Central Bank Independence and the Costs of Disinflation in the EC PDF Author: Carl E. Walsh
Publisher:
ISBN:
Category : Banks and banking, Central
Languages : en
Pages : 48

Book Description


Central Bank Independence and the Costs of Disinflation in the EC

Central Bank Independence and the Costs of Disinflation in the EC PDF Author: Carl E. Walsh
Publisher:
ISBN:
Category : Banks and banking, Central
Languages : en
Pages : 48

Book Description


Central Bank Independence and Disinflationary Credibility

Central Bank Independence and Disinflationary Credibility PDF Author: Adam Simon Posen
Publisher:
ISBN:
Category : Banks and banking, Central
Languages : en
Pages : 60

Book Description
Granting central banks independence from short-term political control is widely assumed to decrease inflation by increasing the credibility of commitments to price stability. This paper analyzes public- and private-sector behavior in a sample of seventeen OECD countries for evidence of variations in disinflationary credibility with monetary institutions. The paper does not find evidence that the costs of disinflation are lower in countries with independent central banks, even when differences in contracting behavior are taken into account. It also does not find evidence that central bank independence inhibits government collection of seignorage revenues or manipulation of economic policy for electoral gain. These results raise questions about some explanations of the negative correlation between central bank independence and inflation, as well as the empirical relevance of government time-inconsistancy problems as a source of inflation differences.

Central Bank Independence and Disinflationary Credibility

Central Bank Independence and Disinflationary Credibility PDF Author: Adam S. Posen
Publisher:
ISBN:
Category :
Languages : en
Pages : 0

Book Description
Granting central banks independence from short-term political control is widely assumed to decrease inflation by increasing the credibility of commitments to price stability. This paper analyzes public- and private-sector behavior in a sample of seventeen OECD countries for evidence of variations in disinflationary credibility with monetary institutions.
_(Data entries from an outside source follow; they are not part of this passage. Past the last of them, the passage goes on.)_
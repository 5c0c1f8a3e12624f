//! OSTree repository access.
//!
//! [`Tree`] mirrors the remote repository into a local one and answers the questions
//! builders ask about a commit: what is its checksum, what is under a path, give me
//! that path as files, and how big would a filesystem holding it be.

use log::{debug, info};
use serde::Serialize;
use std::cell::OnceCell;
use std::collections::HashSet;
use std::fs;
use std::path::{Path, PathBuf};
use thiserror::Error;

use super::tools::{Tool, ToolError, ToolRunner};
use crate::manifest::Manifest;

/// Commits younger than this are kept by [`Tree::prune`].
pub const DEFAULT_PRUNE_HORIZON: &str = "1 hour ago";

const MIB: u64 = 1024 * 1024;

/// Error of the tree source.
#[derive(Error, Debug)]
pub enum TreeError {
    #[error("failed to open repository {path}: {message}")]
    Open { path: PathBuf, message: String },

    #[error("ref '{refspec}' not found")]
    NotFound { refspec: String },

    #[error(transparent)]
    Tool(#[from] ToolError),

    #[error("I/O error on {path}: {source}")]
    Io {
        path: PathBuf,
        #[source]
        source: std::io::Error,
    },

    #[error("unexpected line in tree listing: '{0}'")]
    Listing(String),
}

impl TreeError {
    fn io(path: &Path, source: std::io::Error) -> Self {
        Self::Io {
            path: path.to_path_buf(),
            source,
        }
    }
}

/// Opened local repository.
#[derive(Debug)]
struct Repo {
    path: PathBuf,
}

impl Repo {
    fn open(path: &Path) -> Result<Self, TreeError> {
        let config = path.join("config");
        if !config.is_file() {
            return Err(TreeError::Open {
                path: path.to_path_buf(),
                message: "not an OSTree repository".to_string(),
            });
        }
        debug!("opened repository {}", path.display());
        Ok(Self {
            path: path.to_path_buf(),
        })
    }
}

/// OS tree of one build.
pub struct Tree<'r> {
    runner: &'r dyn ToolRunner,
    repo_path: PathBuf,
    local: bool,
    osname: String,
    main_ref: String,
    refs: Vec<String>,
    repo: OnceCell<Repo>,
}

impl<'r> Tree<'r> {
    /// Tree described by `manifest` for `arch`.
    ///
    /// Remote trees are mirrored into `<workdir>/repo`, local ones are used in place.
    pub fn new(runner: &'r dyn ToolRunner, manifest: &Manifest, arch: &str, workdir: &Path) -> Self {
        let (repo_path, local) = match manifest.local_repo() {
            Some(path) => (path, true),
            None => (workdir.join("repo"), false),
        };
        Self {
            runner,
            repo_path,
            local,
            osname: manifest.osname.clone(),
            main_ref: manifest.main_ref_for(arch),
            refs: manifest.refs_for(arch),
            repo: OnceCell::new(),
        }
    }

    pub fn repo_path(&self) -> &Path {
        &self.repo_path
    }

    /// Whether the repository is used in place instead of mirrored.
    pub fn is_local(&self) -> bool {
        self.local
    }

    pub fn osname(&self) -> &str {
        &self.osname
    }

    pub fn main_ref(&self) -> &str {
        &self.main_ref
    }

    pub fn refs(&self) -> &[String] {
        &self.refs
    }

    fn ostree(&self) -> Tool {
        Tool::new("ostree").arg(format!("--repo={}", self.repo_path.display()))
    }

    fn open(&self) -> Result<&Repo, TreeError> {
        if let Some(repo) = self.repo.get() {
            return Ok(repo);
        }
        let repo = Repo::open(&self.repo_path)?;
        Ok(self.repo.get_or_init(|| repo))
    }

    /// Mirror every ref from `url` into the local archive repository.
    ///
    /// On failure the repository may be left half-populated; removing it is up to the caller.
    pub fn mirror(&self, url: &str) -> Result<(), TreeError> {
        fs::create_dir_all(&self.repo_path).map_err(|e| TreeError::io(&self.repo_path, e))?;
        if !self.repo_path.join("config").is_file() {
            info!("initializing repository {}", self.repo_path.display());
            self.runner
                .run(&self.ostree().args(["init", "--mode=archive"]))?;
        }
        self.runner.run(
            &self
                .ostree()
                .args(["remote", "add", "--if-not-exists", "--no-gpg-verify"])
                .arg(&self.osname)
                .arg(url),
        )?;
        for refspec in &self.refs {
            info!("pulling {}", refspec);
            self.runner.run(
                &self
                    .ostree()
                    .args(["pull", "--mirror"])
                    .arg(format!("{}:{}", self.osname, refspec)),
            )?;
        }
        Ok(())
    }

    /// Delete objects not reachable from commits newer than `horizon`.
    pub fn prune(&self, horizon: &str) -> Result<(), TreeError> {
        self.runner.run(
            &self
                .ostree()
                .arg("prune")
                .arg(format!("--keep-younger-than={}", horizon)),
        )?;
        Ok(())
    }

    /// Checksum of the commit the main ref points to.
    pub fn resolve_commit(&self) -> Result<String, TreeError> {
        self.open()?;
        let output = self
            .runner
            .run(&self.ostree().arg("rev-parse").arg(&self.main_ref))
            .map_err(|_| TreeError::NotFound {
                refspec: self.main_ref.clone(),
            })?;
        let commit = output.trim().to_string();
        if commit.is_empty() {
            return Err(TreeError::NotFound {
                refspec: self.main_ref.clone(),
            });
        }
        debug!("{} resolved to {}", self.main_ref, commit);
        Ok(commit)
    }

    /// Paths directly under `path` at `commit`.
    ///
    /// The first entry is `path` itself. Missing `path` gives an empty list.
    pub fn list(&self, path: &str, commit: &str) -> Result<Vec<String>, TreeError> {
        let result = self.runner.run(
            &self
                .ostree()
                .args(["ls", "--nul-filenames-only", commit, path]),
        );
        match result {
            Ok(output) => Ok(output
                .split('\0')
                .map(str::trim)
                .filter(|entry| !entry.is_empty())
                .map(str::to_string)
                .collect()),
            Err(err) if err.stderr().contains("No such file or directory") => Ok(Vec::new()),
            Err(err) => Err(err.into()),
        }
    }

    /// Extract `path` at `commit` into `dest`.
    pub fn checkout(&self, path: &str, dest: &Path, commit: &str) -> Result<(), TreeError> {
        debug!("checking out {} into {}", path, dest.display());
        self.runner.run(
            &self
                .ostree()
                .args(["checkout", "--user-mode"])
                .arg(format!("--subpath={}", path))
                .arg(commit)
                .arg(dest),
        )?;
        Ok(())
    }

    /// Pull `refs` from this tree into another local repository.
    pub fn pull_into(&self, target_repo: &Path, refs: &[String]) -> Result<(), TreeError> {
        self.runner.run(
            &Tool::new("ostree")
                .arg("pull-local")
                .arg(&self.repo_path)
                .args(refs)
                .arg(format!("--repo={}", target_repo.display()))
                .arg("--disable-fsync"),
        )?;
        Ok(())
    }

    /// Estimate size of a filesystem holding `commit`.
    pub fn estimate_disk_size(
        &self,
        commit: &str,
        opts: &EstimateOpts,
    ) -> Result<SizeEstimate, TreeError> {
        let repo = self.open()?;
        let listing = self
            .runner
            .run(&self.ostree().args(["ls", "-R", "-C", commit, "/"]))?;
        let entries = parse_listing(&listing)?;

        let mut seen = HashSet::new();
        let mut objects = Vec::new();
        objects.push(ReachableObject {
            kind: ObjectKind::Metadata,
            size: metadata_object_size(&repo.path, commit, "commit")?,
        });
        for entry in entries {
            match entry {
                ListedEntry::Dir { contents, meta } => {
                    for (checksum, ext) in [(contents, "dirtree"), (meta, "dirmeta")] {
                        if seen.insert(checksum.clone()) {
                            objects.push(ReachableObject {
                                kind: ObjectKind::Metadata,
                                size: metadata_object_size(&repo.path, &checksum, ext)?,
                            });
                        }
                    }
                }
                ListedEntry::File { checksum, size } => {
                    if seen.insert(checksum) {
                        objects.push(ReachableObject {
                            kind: ObjectKind::RegularFile,
                            size,
                        });
                    }
                }
                ListedEntry::Symlink {
                    checksum,
                    target_len,
                } => {
                    if seen.insert(checksum) {
                        objects.push(ReachableObject {
                            kind: ObjectKind::Symlink,
                            size: target_len,
                        });
                    }
                }
            }
        }
        Ok(estimate(objects, opts))
    }
}

fn metadata_object_size(repo: &Path, checksum: &str, ext: &str) -> Result<u64, TreeError> {
    if checksum.len() < 3 {
        return Err(TreeError::Listing(checksum.to_string()));
    }
    let path = repo
        .join("objects")
        .join(&checksum[..2])
        .join(format!("{}.{}", &checksum[2..], ext));
    fs::metadata(&path)
        .map(|m| m.len())
        .map_err(|e| TreeError::io(&path, e))
}

/// Entry of a recursive `ostree ls -C` listing.
#[derive(Clone, Debug, PartialEq, Eq)]
enum ListedEntry {
    Dir { contents: String, meta: String },
    File { checksum: String, size: u64 },
    Symlink { checksum: String, target_len: u64 },
}

fn parse_listing(listing: &str) -> Result<Vec<ListedEntry>, TreeError> {
    let mut entries = Vec::new();
    for line in listing.lines().filter(|l| !l.trim().is_empty()) {
        let bad_line = || TreeError::Listing(line.to_string());
        let mut fields = line.split_whitespace();
        let mode = fields.next().ok_or_else(bad_line)?;
        let _uid = fields.next().ok_or_else(bad_line)?;
        let _gid = fields.next().ok_or_else(bad_line)?;
        let size = fields
            .next()
            .and_then(|s| s.parse::<u64>().ok())
            .ok_or_else(bad_line)?;
        let checksum = fields.next().ok_or_else(bad_line)?.to_string();
        let entry = match mode.chars().next() {
            Some('d') => ListedEntry::Dir {
                contents: checksum,
                meta: fields.next().ok_or_else(bad_line)?.to_string(),
            },
            Some('l') => {
                let rest = fields.collect::<Vec<_>>().join(" ");
                let target = rest.split_once(" -> ").map(|(_, t)| t).ok_or_else(bad_line)?;
                ListedEntry::Symlink {
                    checksum,
                    target_len: target.len() as u64,
                }
            }
            Some('-') => ListedEntry::File { checksum, size },
            _ => return Err(bad_line()),
        };
        entries.push(entry);
    }
    Ok(entries)
}

/// Parameters of [`Tree::estimate_disk_size`].
#[derive(Clone, Copy, Debug, PartialEq, Eq)]
pub struct EstimateOpts {
    pub block_size: u64,
    pub inode_size: u64,
    /// Filesystem overhead plus safety margin, in percent of the raw total.
    pub margin_percent: u64,
}

impl Default for EstimateOpts {
    fn default() -> Self {
        Self {
            block_size: 4096,
            inode_size: 512,
            margin_percent: 20,
        }
    }
}

#[derive(Clone, Copy, Debug, PartialEq, Eq)]
pub enum ObjectKind {
    Metadata,
    RegularFile,
    Symlink,
}

/// Object reachable from a commit.
#[derive(Clone, Copy, Debug, PartialEq, Eq)]
pub struct ReachableObject {
    pub kind: ObjectKind,
    pub size: u64,
}

#[derive(Clone, Copy, Debug, Default, PartialEq, Eq, Serialize)]
pub struct ObjectTally {
    pub count: u64,
    pub blocks: u64,
}

#[derive(Clone, Copy, Debug, Default, PartialEq, Eq, Serialize)]
pub struct InodeTally {
    pub count: u64,
    pub mb: u64,
}

/// Size estimate with its breakdown.
#[derive(Clone, Copy, Debug, PartialEq, Eq, Serialize)]
#[serde(rename_all = "kebab-case")]
pub struct SizeEstimate {
    pub meta: ObjectTally,
    pub regfiles: ObjectTally,
    pub symlinks: ObjectTally,
    pub inodes: InodeTally,
    /// Blocks and inode tables, in MiB.
    pub base_mb: u64,
    /// Base size with the margin applied, in MiB.
    pub final_mb: u64,
}

impl SizeEstimate {
    pub fn bytes(&self) -> u64 {
        self.final_mb * MIB
    }
}

/// Fold reachable objects into an estimate.
pub fn estimate<I>(objects: I, opts: &EstimateOpts) -> SizeEstimate
where
    I: IntoIterator<Item = ReachableObject>,
{
    let block_size = opts.block_size.max(1);
    let mut meta = ObjectTally::default();
    let mut regfiles = ObjectTally::default();
    let mut symlinks = ObjectTally::default();

    for object in objects {
        let tally = match object.kind {
            ObjectKind::Metadata => &mut meta,
            ObjectKind::RegularFile => &mut regfiles,
            ObjectKind::Symlink => &mut symlinks,
        };
        tally.count += 1;
        tally.blocks += object.size / block_size + 1;
    }

    let blocks = meta.blocks + regfiles.blocks + symlinks.blocks;
    let blocks_per_mb = (MIB / block_size).max(1);
    let data_mb = blocks.div_ceil(blocks_per_mb);

    let inode_count = meta.count + regfiles.count + symlinks.count;
    let inodes = InodeTally {
        count: inode_count,
        mb: 1 + inode_count * opts.inode_size / MIB,
    };

    let base_mb = data_mb + inodes.mb;
    let final_mb = base_mb * (100 + opts.margin_percent) / 100 + 1;

    SizeEstimate {
        meta,
        regfiles,
        symlinks,
        inodes,
        base_mb,
        final_mb,
    }
}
The paper does not find evidence that the costs of disinflation are lower in countries with independent central banks, even when differences in contracting behavior are taken into account. It also does not find evidence that central bank independence inhibits government collection of seignorage revenues or manipulation of economic policy for electoral gain. These results raise questions about some explanations of the negative correlation between central bank independence and inflation, as well as the empirical relevance of government time-inconsistency problems as a source of inflation differences.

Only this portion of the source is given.